Kolejne obniżki cen gazu

Budzanowski podkreślał wagę sektora chemicznego dla polskiej gospodarki. Ten sektor został uznany za strategiczny dla Polski m.in. z powodu olbrzymich wolumenów zużywanego gazu. Po konsolidacji Grupa Azoty będzie zużywać rocznie ponad 3 mld m. sześc. błękitnego paliwa. Wprowadzona od stycznia 3,3-proc. obniżka cen tego surowca w przypadku Tarnowa przyniesie ok. 50 mln zł oszczędności w przyszłym roku dla przemysłu. Puławy zaoszczędzą dzięki niej 40 mln zł. Jednak minister Skarbu spodziewa się, że mogą być kolejne obniżki, jeśli gaz będzie znacząco taniał na giełdach Europy Zachodniej. - Udało się zmienić formułę cenową (na dostawy gazu z Rosji – red.). Ceny nie będą już uzależnione wyłącznie od notowań ropy i produktów ropopochodnych, ale również od poziomu cen na europejskich giełdach, głównie w Holandii i Niemczech – argumentował Budzanowski. Zaznaczył, że jeśli ceny rynkowe spadną znacząco wiosną bądź latem 2013 r. lub w 2014 r. to pojawi się spora przestrzeń do kolejnych obniżek w Polsce. Przypomnijmy, że PGNiG złożyło wniosek do Urzędu Regulacji Energetyki o zmianę taryfy. Zgodnie z nim od początku 2013 roku rachunki za dostarczany gaz dla przemysłu spadną o 3,3 proc.

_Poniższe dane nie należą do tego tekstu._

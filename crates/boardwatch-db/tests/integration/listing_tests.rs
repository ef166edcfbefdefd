use boardwatch_core::error::AppError;
use boardwatch_core::testutil::candidate;
use boardwatch_core::traits::{ListingRun, ListingStore};

use crate::integration::common::setup_repo;

#[tokio::test]
async fn insert_then_find_by_external_id() {
    let (repo, _container) = setup_repo().await;

    let mut board = candidate(4711, "Pyzel Ghost 6'0");
    board.price = Some(450.0);
    board.volume = Some(32.5);

    let mut run = repo.begin_run().await.unwrap();
    let id = run.insert(&board).await.unwrap();
    let found = run
        .find_by_external_id(4711)
        .await
        .unwrap()
        .expect("Should find the listing");
    run.commit().await.unwrap();

    assert_eq!(found.id, id);
    assert!(found.matches(&board));
    assert!(!found.removed);
    // absent is stored as NULL, not zero
    assert_eq!(found.length, None);
    assert_eq!(found.weight, None);
}

#[tokio::test]
async fn update_keeps_identity_and_first_seen() {
    let (repo, _container) = setup_repo().await;

    let mut run = repo.begin_run().await.unwrap();
    let id = run.insert(&candidate(1, "Fish 5'8")).await.unwrap();
    run.commit().await.unwrap();
    let before = repo.get(1).await.unwrap().unwrap();

    let mut fresh = candidate(1, "Fish 5'8 - price drop");
    fresh.price = Some(199.0);
    let mut run = repo.begin_run().await.unwrap();
    run.mark_all_removed().await.unwrap();
    let updated_id = run.update(&fresh, false).await.unwrap();
    run.commit().await.unwrap();

    let after = repo.get(1).await.unwrap().unwrap();
    assert_eq!(updated_id, id);
    assert_eq!(after.id, id);
    assert_eq!(after.first_seen_at, before.first_seen_at);
    assert!(after.last_seen_at >= before.last_seen_at);
    assert!(after.matches(&fresh));
    assert!(!after.removed);
}

#[tokio::test]
async fn update_of_unknown_listing_is_not_found() {
    let (repo, _container) = setup_repo().await;

    let mut run = repo.begin_run().await.unwrap();
    let err = run.update(&candidate(99, "Ghost"), false).await.unwrap_err();
    assert!(matches!(err, AppError::NotFound(_)));
    run.rollback().await.unwrap();
}

#[tokio::test]
async fn duplicate_insert_is_constraint_violation_and_run_continues() {
    let (repo, _container) = setup_repo().await;

    let mut run = repo.begin_run().await.unwrap();
    run.insert(&candidate(1, "A")).await.unwrap();
    let err = run.insert(&candidate(1, "A again")).await.unwrap_err();
    assert!(matches!(err, AppError::ConstraintViolation(_)));

    // the failed statement was rolled back to its savepoint only
    run.insert(&candidate(2, "B")).await.unwrap();
    run.commit().await.unwrap();

    assert_eq!(repo.get(1).await.unwrap().unwrap().title, "A");
    assert!(repo.get(2).await.unwrap().is_some());
}

#[tokio::test]
async fn fence_is_invisible_until_commit() {
    let (repo, _container) = setup_repo().await;

    let mut run = repo.begin_run().await.unwrap();
    run.insert(&candidate(1, "A")).await.unwrap();
    run.insert(&candidate(2, "B")).await.unwrap();
    run.commit().await.unwrap();

    let mut run = repo.begin_run().await.unwrap();
    assert_eq!(run.mark_all_removed().await.unwrap(), 2);
    run.update(&candidate(2, "B"), false).await.unwrap();
    assert_eq!(run.count_removed().await.unwrap(), 1);

    // other readers still see the committed state
    assert!(!repo.get(1).await.unwrap().unwrap().removed);
    assert_eq!(repo.count(true).await.unwrap(), 0);

    run.commit().await.unwrap();
    assert!(repo.get(1).await.unwrap().unwrap().removed);
    assert!(!repo.get(2).await.unwrap().unwrap().removed);
    assert_eq!(repo.count(true).await.unwrap(), 1);
    assert_eq!(repo.count(false).await.unwrap(), 1);
}

#[tokio::test]
async fn rollback_undoes_fence_and_writes() {
    let (repo, _container) = setup_repo().await;

    let mut run = repo.begin_run().await.unwrap();
    run.insert(&candidate(1, "A")).await.unwrap();
    run.commit().await.unwrap();

    let mut run = repo.begin_run().await.unwrap();
    run.mark_all_removed().await.unwrap();
    run.insert(&candidate(2, "B")).await.unwrap();
    run.rollback().await.unwrap();

    assert!(!repo.get(1).await.unwrap().unwrap().removed);
    assert!(repo.get(2).await.unwrap().is_none());
}

#[tokio::test]
async fn list_hides_removed_unless_asked() {
    let (repo, _container) = setup_repo().await;

    let mut run = repo.begin_run().await.unwrap();
    run.insert(&candidate(1, "A")).await.unwrap();
    run.insert(&candidate(2, "B")).await.unwrap();
    run.commit().await.unwrap();

    let mut run = repo.begin_run().await.unwrap();
    run.mark_all_removed().await.unwrap();
    run.update(&candidate(2, "B"), false).await.unwrap();
    run.commit().await.unwrap();

    let active = repo.list(false, 10).await.unwrap();
    assert_eq!(active.len(), 1);
    assert_eq!(active[0].external_id, 2);

    let all = repo.list(true, 10).await.unwrap();
    assert_eq!(all.len(), 2);

    repo.health_check().await.unwrap();
}
pub mod error;
pub mod extract;
pub mod models;
pub mod reconcile;
pub mod run;
pub mod traits;
pub mod walk;

#[cfg(any(test, feature = "testutil"))]
pub mod testutil;

pub use error::AppError;
pub use extract::{ListingExtractor, ListingLayout};
pub use models::{Candidate, Listing};
pub use run::{CrawlFailurePolicy, RunConfig, RunReport, RunService};
pub use traits::{Fetcher, ListingRun, ListingStore, Notifier, NullNotifier};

Spółki chemiczne będą też zachęcane do wchodzenia w projekty wydobycia łupków. Jednak – jak zaznaczył minister – taka potencjalna inwestycja musi zostać przeanalizowana przez każdą ze spółek pod kątem biznesowym. – To muszą być projekty opłacalne – stwierdził Budzanowski. Zarówno prezes Puław jak i szef Tarnowa wyrazili zainteresowanie zdywersyfikowaniem źródeł dostaw gazu, w tym również korzystania z zasobów węglowodorów niekonwencjonalnych.

Konsolidacja na ostatniej prostej

Obie grupy chemiczno-nawozowe są w przededniu połączenia się. - Złożyliśmy w czwartek ostatnią aktualizację uwzględniającą wyniki III kwartału. Chciałbym, by prospekt został zatwierdzony jeszcze w tym roku – powiedział Marciniak. Grupa liczy też na pozytywną decyzję komisji Europejskiej na koncentrację przed świętami Bożego Narodzenia. – Zakładamy też pewną pulę środków na ewentualne ogłoszenie wezwania następczego w zależności od tego, jaki będzie efekt wymiany naszych nowych akcji na papiery Puław – ujawnił Andrzej Skolmowski, wiceprezes ZAT ds. finansowych. Grupa jest też w przyszłości otwarta na kolejne akwizycje. Bierze dziś udział w przetargu MSP na kupno Siarkopolu. – Jeśli Puławy wyrażą chęć złożenia oferty na zakup Sarzyny (należy dziś do Ciechu – red.), to poprzemy tę decyzję – powiedział Witold Szczypiński, wiceprezes ZAT.